| Directions |
In the listing below, print exactly the lines from the first through the one that contains "Field order mirrors".

| Records for the task |
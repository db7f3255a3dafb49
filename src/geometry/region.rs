use serde::{Deserialize, Serialize};

use super::NormalizedPoint;

/// Upper bound of the normalized scene scale.
pub const SCENE_SCALE: f64 = 1000.0;

/// Axis-aligned rectangle on the 0–1000 scene scale, as returned by detection.
///
/// Field order mirrors the detection payload (`ymin, xmin, ymax, xmax`).
#[derive(Debug, Clone, Copy, PartialEq, Eq, Serialize, Deserialize)]
pub struct BoundingBox {
    pub ymin: i32,
    pub xmin: i32,
    pub ymax: i32,
    pub xmax: i32,
}

impl BoundingBox {
    pub fn new(xmin: i32, ymin: i32, xmax: i32, ymax: i32) -> Self {
        Self {
            ymin,
            xmin,
            ymax,
            xmax,
        }
    }

    /// `0 <= min < max <= 1000` on both axes.
    pub fn is_valid(&self) -> bool {
        let scale = SCENE_SCALE as i32;
        (0..scale).contains(&self.xmin)
            && (0..scale).contains(&self.ymin)
            && self.xmin < self.xmax
            && self.ymin < self.ymax
            && self.xmax <= scale
            && self.ymax <= scale
    }

    pub fn center(&self) -> NormalizedPoint {
        NormalizedPoint::new(
            f64::from(self.xmin + self.xmax) / 2.0,
            f64::from(self.ymin + self.ymax) / 2.0,
        )
    }

    /// Containment test against the box grown by `padding` on all four sides.
    /// Edges are inclusive.
    pub fn contains_padded(&self, point: NormalizedPoint, padding: f64) -> bool {
        point.x >= f64::from(self.xmin) - padding
            && point.x <= f64::from(self.xmax) + padding
            && point.y >= f64::from(self.ymin) - padding
            && point.y <= f64::from(self.ymax) + padding
    }
}
use chrono::{DateTime, Utc};
use serde::{Deserialize, Serialize};
use uuid::Uuid;

#[derive(Debug, Clone, PartialEq, Serialize, Deserialize)]
#[serde(rename_all = "camelCase")]
pub struct LeaderboardEntry {
    pub id: String,
    pub name: String,
    pub score: u32,
    /// Difficulty label at submission time, e.g. "Expert".
    pub difficulty: String,
    pub date: DateTime<Utc>,
}

impl LeaderboardEntry {
    pub fn new(name: &str, score: u32, difficulty: &str, date: DateTime<Utc>) -> Self {
        Self {
            id: Uuid::new_v4().to_string(),
            name: name.to_string(),
            score,
            difficulty: difficulty.to_string(),
            date,
        }
    }
}

/// Highest score first; equal scores keep submission order.
pub fn rank_entries(entries: &[LeaderboardEntry]) -> Vec<LeaderboardEntry> {
    let mut ranked = entries.to_vec();
    ranked.sort_by(|a, b| b.score.cmp(&a.score));
    ranked
}
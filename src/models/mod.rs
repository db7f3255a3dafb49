pub mod difficulty;
pub mod leaderboard;
pub mod target;

pub use difficulty::{ArtStyle, Difficulty, DifficultyConfig};
pub use leaderboard::{rank_entries, LeaderboardEntry};
pub use target::Target;
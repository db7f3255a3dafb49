use std::{fs, path::Path, time::Duration};

use anyhow::{Context, Result};
use log::warn;
use serde::{Deserialize, Serialize};

use crate::{resolver::HIT_PADDING, scoring};

const FREE_GAMES_ENV: &str = "CAT_HIDEOUTS_FREE_GAMES";

/// Tunable game policy. Difficulty parameters are fixed and live in
/// [`crate::models::Difficulty::config`].
#[derive(Debug, Clone, PartialEq, Serialize, Deserialize)]
#[serde(rename_all = "camelCase", default)]
pub struct GameConfig {
    /// Sessions a device may start before the upsell takes over.
    pub free_games: u32,

    /// Scene units added around every detected box when resolving a click.
    pub hit_padding: f64,
    pub miss_penalty: u32,
    pub time_bonus_per_second: u32,

    /// How long a hint marker stays on screen.
    pub hint_duration_ms: u64,
    /// Delay between the final hit and the Won transition, so the last
    /// found animation can start first.
    pub win_delay_ms: u64,
    /// Delay before the result overlay appears over a finished board.
    pub result_delay_ms: u64,
    pub feedback_duration_ms: u64,
    pub tick_interval_ms: u64,

    /// Remaining seconds below which the clock is flagged as running low.
    pub low_time_threshold_secs: u32,
}

impl Default for GameConfig {
    fn default() -> Self {
        Self {
            free_games: 3,
            hit_padding: HIT_PADDING,
            miss_penalty: scoring::MISS_PENALTY,
            time_bonus_per_second: scoring::TIME_BONUS_PER_SECOND,
            hint_duration_ms: 2_000,
            win_delay_ms: 500,
            result_delay_ms: 2_500,
            feedback_duration_ms: 600,
            tick_interval_ms: 1_000,
            low_time_threshold_secs: 15,
        }
    }
}

impl GameConfig {
    /// Reads a JSON config file. A missing file yields defaults; so does a file
    /// that fails to parse, with a warning.
    pub fn load(path: &Path) -> Result<Self> {
        let mut config = if path.exists() {
            let contents = fs::read_to_string(path)
                .with_context(|| format!("Failed to read game config from {}", path.display()))?;
            serde_json::from_str(&contents).unwrap_or_else(|err| {
                warn!("Ignoring malformed game config {}: {err}", path.display());
                GameConfig::default()
            })
        } else {
            GameConfig::default()
        };

        config.apply_env_overrides();
        config.sanitize();
        Ok(config)
    }

    /// Resets values that would break the rules back to their defaults.
    /// Padding may only widen a hit region, and the countdown must advance.
    pub fn sanitize(&mut self) {
        let defaults = GameConfig::default();
        if !(self.hit_padding.is_finite() && self.hit_padding >= 0.0) {
            warn!(
                "hitPadding {} is not a non-negative number, using {}",
                self.hit_padding, defaults.hit_padding
            );
            self.hit_padding = defaults.hit_padding;
        }
        if self.tick_interval_ms == 0 {
            warn!(
                "tickIntervalMs must be positive, using {}",
                defaults.tick_interval_ms
            );
            self.tick_interval_ms = defaults.tick_interval_ms;
        }
    }

    pub fn apply_env_overrides(&mut self) {
        if let Ok(raw) = std::env::var(FREE_GAMES_ENV) {
            match raw.trim().parse::<u32>() {
                Ok(value) => self.free_games = value,
                Err(err) => warn!("{FREE_GAMES_ENV}={raw:?} is not a number: {err}"),
            }
        }
    }

    pub fn hint_duration(&self) -> Duration {
        Duration::from_millis(self.hint_duration_ms)
    }

    pub fn win_delay(&self) -> Duration {
        Duration::from_millis(self.win_delay_ms)
    }

    pub fn result_delay(&self) -> Duration {
        Duration::from_millis(self.result_delay_ms)
    }

    pub fn feedback_duration(&self) -> Duration {
        Duration::from_millis(self.feedback_duration_ms)
    }

    pub fn tick_interval(&self) -> Duration {
        Duration::from_millis(self.tick_interval_ms)
    }
}
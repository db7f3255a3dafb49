use std::sync::{Arc, Weak};

use log::info;
use tokio::{
    sync::{mpsc, watch, Mutex},
    task::JoinHandle,
};

use crate::{
    config::GameConfig,
    error::{GameError, GameResult},
    geometry::ContainerRect,
    models::{ArtStyle, Difficulty, LeaderboardEntry},
    provider::{SceneImage, SceneProvider},
    scheduler::{ScheduledTimer, TokioScheduler},
    store::Persistence,
};

use super::{
    snapshot::GameSnapshot,
    state::{GameMachine, PointerOutcome, SessionToken},
};

const ENABLE_LOGS: bool = true;

use crate::{session_debug, session_info};

type SharedMachine = Arc<Mutex<GameMachine<TokioScheduler>>>;

/// Async front of [`GameMachine`]: runs provider calls, pumps real timers
/// into the machine and publishes a [`GameSnapshot`] after every change.
///
/// Cheap to clone. Must be created inside a tokio runtime.
pub struct GameController<P: SceneProvider> {
    machine: SharedMachine,
    provider: Arc<P>,
    snapshots: Arc<watch::Sender<GameSnapshot>>,
    timer_pump: Arc<Mutex<Option<JoinHandle<()>>>>,
}

impl<P: SceneProvider> Clone for GameController<P> {
    fn clone(&self) -> Self {
        Self {
            machine: Arc::clone(&self.machine),
            provider: Arc::clone(&self.provider),
            snapshots: Arc::clone(&self.snapshots),
            timer_pump: Arc::clone(&self.timer_pump),
        }
    }
}

impl<P: SceneProvider> GameController<P> {
    pub fn new(config: GameConfig, store: Persistence, provider: P) -> Self {
        let (scheduler, fired) = TokioScheduler::new();
        let machine = GameMachine::new(config, store, scheduler);
        let (snapshots, _) = watch::channel(machine.snapshot());

        let machine = Arc::new(Mutex::new(machine));
        let snapshots = Arc::new(snapshots);
        let pump = tokio::spawn(pump_timers(
            Arc::downgrade(&machine),
            Arc::clone(&snapshots),
            fired,
        ));

        Self {
            machine,
            provider: Arc::new(provider),
            snapshots,
            timer_pump: Arc::new(Mutex::new(Some(pump))),
        }
    }

    /// Starts a session and drives it through generation and detection.
    ///
    /// Resolves once the board is playable or the session failed. If the
    /// session is abandoned or replaced while a provider call is in flight,
    /// the late result is dropped and `GameError::Superseded` is returned.
    pub async fn start_game(
        &self,
        difficulty: Difficulty,
        style: ArtStyle,
    ) -> GameResult<SessionToken> {
        let token = self
            .with_machine(|machine| machine.start_session(difficulty, style))
            .await?;
        session_info!(token, "requesting {} scene", style.label());

        let generated = self
            .provider
            .generate_image(difficulty, style)
            .await
            .map_err(|err| GameError::Generation(format!("{err:#}")))
            .and_then(SceneImage::decode);

        let image_bytes = match generated {
            Ok(scene) => {
                let bytes = Arc::clone(&scene.bytes);
                self.with_machine(|machine| machine.image_ready(token, Ok(scene)))
                    .await?;
                bytes
            }
            Err(err) => {
                self.with_machine(|machine| machine.image_ready(token, Err(err.clone())))
                    .await?;
                return Err(err);
            }
        };

        session_debug!(token, "asking for cat detection");
        let detected = self
            .provider
            .detect_objects(&image_bytes, difficulty, style)
            .await
            .map_err(|err| GameError::Detection(format!("{err:#}")));

        self.with_machine(|machine| machine.targets_ready(token, detected))
            .await?;
        Ok(token)
    }

    pub async fn pointer(&self, x: f64, y: f64, container: ContainerRect) -> PointerOutcome {
        self.with_machine(|machine| machine.handle_pointer(x, y, &container))
            .await
    }

    pub async fn request_hint(&self) -> GameResult<()> {
        self.with_machine(|machine| machine.request_hint().map(|_| ()))
            .await
    }

    pub async fn abandon(&self) {
        self.with_machine(|machine| machine.abandon()).await
    }

    pub async fn submit_score(&self, player_name: &str) -> GameResult<LeaderboardEntry> {
        self.with_machine(|machine| machine.submit_score(player_name))
            .await
    }

    pub async fn open_leaderboard(&self) -> GameResult<Vec<LeaderboardEntry>> {
        self.with_machine(|machine| -> GameResult<Vec<LeaderboardEntry>> {
            machine.open_leaderboard()?;
            Ok(machine.leaderboard())
        })
        .await
    }

    pub async fn close_leaderboard(&self) -> GameResult<()> {
        self.with_machine(|machine| machine.close_leaderboard())
            .await
    }

    pub async fn set_result_overlay(&self, visible: bool) -> GameResult<()> {
        self.with_machine(|machine| machine.set_result_overlay(visible))
            .await
    }

    pub async fn dismiss_upsell(&self) {
        self.with_machine(|machine| machine.dismiss_upsell()).await
    }

    pub async fn leaderboard(&self) -> Vec<LeaderboardEntry> {
        self.machine.lock().await.leaderboard()
    }

    /// Latest published state.
    pub fn snapshot(&self) -> GameSnapshot {
        self.snapshots.borrow().clone()
    }

    pub fn subscribe(&self) -> watch::Receiver<GameSnapshot> {
        self.snapshots.subscribe()
    }

    /// Abandons any live session and stops delivering timers.
    pub async fn shutdown(&self) {
        if let Some(handle) = self.timer_pump.lock().await.take() {
            handle.abort();
        }
        self.abandon().await;
        info!("Game controller shut down");
    }

    async fn with_machine<T>(
        &self,
        apply: impl FnOnce(&mut GameMachine<TokioScheduler>) -> T,
    ) -> T {
        let mut machine = self.machine.lock().await;
        let result = apply(&mut *machine);
        self.snapshots.send_replace(machine.snapshot());
        result
    }
}

async fn pump_timers(
    machine: Weak<Mutex<GameMachine<TokioScheduler>>>,
    snapshots: Arc<watch::Sender<GameSnapshot>>,
    mut fired: mpsc::UnboundedReceiver<ScheduledTimer>,
) {
    while let Some(timer) = fired.recv().await {
        let Some(shared) = machine.upgrade() else {
            break;
        };
        let mut guard = shared.lock().await;
        if guard.handle_timer(timer) {
            snapshots.send_replace(guard.snapshot());
        }
    }
}
use rand::{seq::SliceRandom, Rng};

use crate::models::Target;

pub const MISS_PENALTY: u32 = 50;
pub const TIME_BONUS_PER_SECOND: u32 = 10;

/// Score after finding one target.
pub fn on_hit(current_score: u32, points_per_target: u32) -> u32 {
    current_score.saturating_add(points_per_target)
}

/// Score after a miss. Never drops below zero.
pub fn on_miss(current_score: u32, penalty: u32) -> u32 {
    current_score.saturating_sub(penalty)
}

/// Score after clearing the board with `remaining_secs` left on the clock.
pub fn on_win(current_score: u32, remaining_secs: u32, bonus_per_second: u32) -> u32 {
    current_score.saturating_add(remaining_secs.saturating_mul(bonus_per_second))
}

/// Uniformly picks one of the targets that are still hidden.
pub fn pick_hint<'a, R>(targets: &'a [Target], rng: &mut R) -> Option<&'a Target>
where
    R: Rng + ?Sized,
{
    let unfound: Vec<&Target> = targets.iter().filter(|target| !target.found).collect();
    unfound.choose(rng).copied()
}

| Answer section |
repository db7f3255a3dafb49
filename src/geometry/region.rs
use serde::{Deserialize, Serialize};

use super::NormalizedPoint;

/// Upper bound of the normalized scene scale.
pub const SCENE_SCALE: f64 = 1000.0;

/// Axis-aligned rectangle on the 0–1000 scene scale, as returned by detection.
///
/// Field order mirrors the detection payload (`ymin, xmin, ymax, xmax`).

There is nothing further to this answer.